** HSBC research: services expected to form 25% of global trade by 2030 **
** Value of Canadian service exports forecast to grow 7% annually on average over the next 15 years **
VANCOUVER, Dec. 14, 2016 /CNW/ - As economic and political headwinds slow global trade in commodities and manufactured goods, businesses seeking to boost sales through exports should explore opportunities linked to services, new research from HSBC shows.
While the USD value of global merchandise exports has contracted by an estimated 3% this year, cross-border sales of services such as tourism, banking, construction and software development have risen by 1% in nominal terms, according to the Global Trade Forecast, HSBC's annual research report on trade. This year's report also includes a comprehensive country-by-country analysis of trade in services.
The research found that if governments refrain from introducing new impediments to trade, the value of global goods exports is expected to recover gradually to expand by 3% in 2017 and then 6% a year to 2030. Meanwhile, trade in services will average 7% annual growth to contribute USD12.4trn to global trade flows in 2030, up from an estimated USD4.9trn this year.
However, if new tariff and non-tariff barriers are implemented, whether due to US trade policy changes proffered by President-elect Donald Trump or a so-called 'hard Brexit' in the UK, the combined value of goods and services trade in 2030 could drop by close to 3% to USD48.8trn from a current projection of USD50trn.
The forecast in Canada
Though goods trade comprises the bulk of Canada's transactions with the rest of the world, services trade is growing at a faster rate, accounting for 16% of Canada's total exports in 2015, up from 12% in 2000.

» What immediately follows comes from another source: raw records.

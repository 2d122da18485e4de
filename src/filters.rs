use std::sync::OnceLock;

use regex::{RegexSet, RegexSetBuilder};
use serde::{Deserialize, Serialize};

use crate::error::CommentError;

/// Stock phrases and generic openers dropped sentence by sentence by the
/// boilerplate remover. Case-insensitive regexes. The jargon table has
/// already turned "paradigm" into "way" by the time these run.
pub const DEFAULT_BOILERPLATE: &[&str] = &[
    r"This\s+shift\s+represents\s+a\s+fundamental\s+change\s+in\s+how\s+professionals\s+approach\s+their\s+craft\.?",
    r"This\s+represents\s+a\s+fundamental\s+shift\.?",
    r"This\s+marks\s+a\s+fundamental\s+shift\.?",
    r"A\s+fundamental\s+change\s+in\s+how\s+professionals\s+approach\s+their\s+craft\.?",
    r"fundamental\s+shift",
    r"At the end of the day,",
    r"In today['’]?s (fast-paced|rapidly changing) world",
    r"paradigm\s+shift",
    r"\bway\s+shift\b",
    r"ever-?evolving\s+landscape",
    r"This\s+.*\s+highlights\b",
    r"I['’]?ve\s+noticed\b",
    r"The\s+real\s+impact\s+lies\b",
    r"Which\s+of\s+these\s+frameworks\s+resonates\b",
];

/// Last-line guard applied after final cleanup. Case-insensitive regexes.
pub const DEFAULT_BANNED_SENTENCES: &[&str] = &[
    r"fundamental\s+change",
    r"approach\s+their\s+craft",
    r"paradigm\s+shift",
    r"\bway\s+shift\b",
    r"ever-?evolving\s+landscape",
];

/// Phrases that make the diversity gate re-roll a candidate. Plain
/// case-insensitive substrings, also quoted back in the RESTRICTIONS block.
pub const DEFAULT_GATE_PHRASES: &[&str] = &[
    "fundamental change",
    "approach their craft",
    "at the end of the day",
    "in today's fast-paced",
    "paradigm shift",
    "ever-evolving landscape",
    "highlights why",
    "i've noticed",
    "the real impact lies",
    "which of these frameworks resonates",
];

/// The three phrase lists. They overlap but are kept separate so each
/// stage can be tuned on its own.
#[derive(Debug, Clone, PartialEq, Serialize, Deserialize)]
#[serde(rename_all = "camelCase", default)]
pub struct FilterLists {
    pub boilerplate: Vec<String>,
    pub banned_sentences: Vec<String>,
    pub gate_phrases: Vec<String>,
}

impl Default for FilterLists {
    fn default() -> Self {
        Self {
            boilerplate: to_owned_list(DEFAULT_BOILERPLATE),
            banned_sentences: to_owned_list(DEFAULT_BANNED_SENTENCES),
            gate_phrases: to_owned_list(DEFAULT_GATE_PHRASES),
        }
    }
}

fn to_owned_list(items: &[&str]) -> Vec<String> {
    items.iter().map(|s| s.to_string()).collect()
}

/// Curly apostrophes count as straight ones for substring checks.
fn fold_apostrophes(text: &str) -> String {
    text.to_lowercase().replace('\u{2019}', "'")
}

/// Compiled form of [`FilterLists`].
#[derive(Debug, Clone)]
pub struct PhraseFilters {
    boilerplate: RegexSet,
    banned_sentences: RegexSet,
    gate_phrases: Vec<String>,
}

impl PhraseFilters {
    /// Compile user-supplied lists. Fails on the first invalid pattern.
    pub fn compile(lists: &FilterLists) -> Result<Self, CommentError> {
        let boilerplate = RegexSetBuilder::new(&lists.boilerplate)
            .case_insensitive(true)
            .build()?;
        let banned_sentences = RegexSetBuilder::new(&lists.banned_sentences)
            .case_insensitive(true)
            .build()?;
        let gate_phrases = lists
            .gate_phrases
            .iter()
            .map(|p| fold_apostrophes(p))
            .filter(|p| !p.is_empty())
            .collect();

        Ok(Self {
            boilerplate,
            banned_sentences,
            gate_phrases,
        })
    }

    /// The built-in lists, compiled once.
    pub fn defaults() -> Self {
        static DEFAULTS: OnceLock<PhraseFilters> = OnceLock::new();
        DEFAULTS
            .get_or_init(|| PhraseFilters::compile(&FilterLists::default()).unwrap())
            .clone()
    }

    pub fn is_boilerplate(&self, sentence: &str) -> bool {
        self.boilerplate.is_match(sentence)
    }

    pub fn is_banned_sentence(&self, sentence: &str) -> bool {
        self.banned_sentences.is_match(sentence)
    }

    /// Whole-text substring test used by the diversity gate.
    pub fn contains_gate_phrase(&self, text: &str) -> bool {
        let folded = fold_apostrophes(text);
        self.gate_phrases.iter().any(|p| folded.contains(p.as_str()))
    }

    pub fn gate_phrases(&self) -> &[String] {
        &self.gate_phrases
    }
}

impl Default for PhraseFilters {
    fn default() -> Self {
        Self::defaults()
    }
}
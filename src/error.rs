use thiserror::Error;

/// Errors surfaced to callers of the comment pipeline.
///
/// Stage-local degeneracy (every sentence filtered away) is not an error:
/// the pipeline recovers with fallback text. Only upstream and I/O failures
/// end up here.
#[derive(Debug, Error)]
pub enum CommentError {
    #[error("No API key configured")]
    MissingApiKey,

    #[error("Empty response from API")]
    EmptyUpstreamResult,

    #[error("Regeneration failed: {0}")]
    RegenerationFailure(Box<CommentError>),

    #[error("API error ({status}): {message}")]
    Api { status: u16, message: String },

    #[error("Network error: {0}")]
    Network(String),

    #[error("Invalid filter pattern: {0}")]
    InvalidPattern(#[from] regex::Error),

    #[error("IO error: {0}")]
    Io(#[from] std::io::Error),

    #[error("JSON error: {0}")]
    Json(#[from] serde_json::Error),
}

impl CommentError {
    /// Wrap a failure of the single allowed retry call.
    pub fn regeneration(source: CommentError) -> Self {
        CommentError::RegenerationFailure(Box::new(source))
    }
}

Andrew Skinner, Head of Global Trade and Receivables Finance at HSBC Bank Canada, said: "Given the close ties between the two countries, it wasn't at all surprising that most services exports are for the US market. We spend a lot of time as a country talking about resources and large manufacturing and their impact on our economy, but some of the most dynamic global trade stories in recent years are in the service sectors."
In fact, 60% of Canada's total services exports in 2015 went to the US, while the country's imports of services from the US accounted for about 75% of all Canadian service imports.
The EU meanwhile is the second largest market for Canadian service exports and the second most important source of Canadian services imports last year, with B2B and other services accounting for the largest portion of Canada's global services exports at 43% of the total in 2015, up from 38% in 2000. Canadian service exports to China are expected to grow about 10% a year in the decade to 2030.
The 2016 HSBC Global Trade Forecast showed that financial services is Canada's fastest-growing services export, averaging an impressive 9% annual growth from 2000 to 2015. Also important for Canada is the tourism and travel industry, which accounted for 21% of exports of services in 2015, while transportation services accounted for just 15% of service exports in 2015, down from 19% in 2000.
Outlook for services trade: 2016-30
The value of Canadian service exports is forecast to grow at an average annual rate of close to 7% over the next 15 years. Most of the trends seen in the past 15 years since 2000 are expected to remain in place in the coming years, with business-to-business and other service exports remaining the most important export sector and contributing close to half of the growth to services exports in the decade to 2030.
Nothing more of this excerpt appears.